Read the lines of the data below and retrieve those with "builder".

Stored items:
####
//! Logging setup shared by the grace CLIs.

/// Logging flags, named to match the serving daemons so operators configure
/// every binary the same way.
#[derive(Debug, clap::Args)]
pub struct LogArgs {
    /// The log verbosity. Can be one of trace|debug|info|warn|error|off
    #[arg(
        long = "log.level",
        default_value_t = LogLevel::Warn,
        group = "logging",
        ignore_case = true,
        value_enum,
        global = true
    )]
    pub level: LogLevel,

    #[arg(long = "log.format", value_enum, global = true, group = "logging")]
    pub format: Option<LogFormat>,
}

#[derive(Debug, clap::ValueEnum, Clone, Copy)]
pub enum LogLevel {
    Trace,
    Debug,
    Info,
    Warn,
    Error,
}

impl std::fmt::Display for LogLevel {
    fn fmt(&self, f: &mut std::fmt::Formatter<'_>) -> std::fmt::Result {
        let level = match self {
            LogLevel::Trace => "trace",
            LogLevel::Debug => "debug",
            LogLevel::Info => "info",
            LogLevel::Warn => "warn",
            LogLevel::Error => "error",
        };
        f.write_str(level)
    }
}

#[derive(Debug, clap::ValueEnum, Clone, Copy)]
pub enum LogFormat {
    /// Lines of JSON to stderr, for log collectors.
    Json,
    /// Plain text with no colors.
    Text,
    /// Plain text with colors for interactive terminals.
    Color,
}

fn default_log_format() -> LogFormat {
    if atty::is(atty::Stream::Stderr) {
        LogFormat::Color
    } else {
        LogFormat::Json
    }
}

/// Initializes logging to stderr per the given args. Panics if called twice.
pub fn init_logging(args: &LogArgs) {
    let builder = tracing_subscriber::fmt()
        .with_writer(std::io::stderr)
        .with_env_filter(args.level.to_string())
        .with_timer(tracing_subscriber::fmt::time::UtcTime::rfc_3339())
        .with_target(false);

    match args.format.unwrap_or_else(default_log_format) {
        LogFormat::Json => builder.json().flatten_event(true).init(),
        LogFormat::Text => builder.compact().with_ansi(false).init(),
        LogFormat::Color => builder.compact().with_ansi(true).init(),
    }
}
####
WRITTEN RESPONSE:
    let builder = tracing_subscriber::fmt()
        LogFormat::Json => builder.json().flatten_event(true).init(),
        LogFormat::Text => builder.compact().with_ansi(false).init(),
        LogFormat::Color => builder.compact().with_ansi(true).init(),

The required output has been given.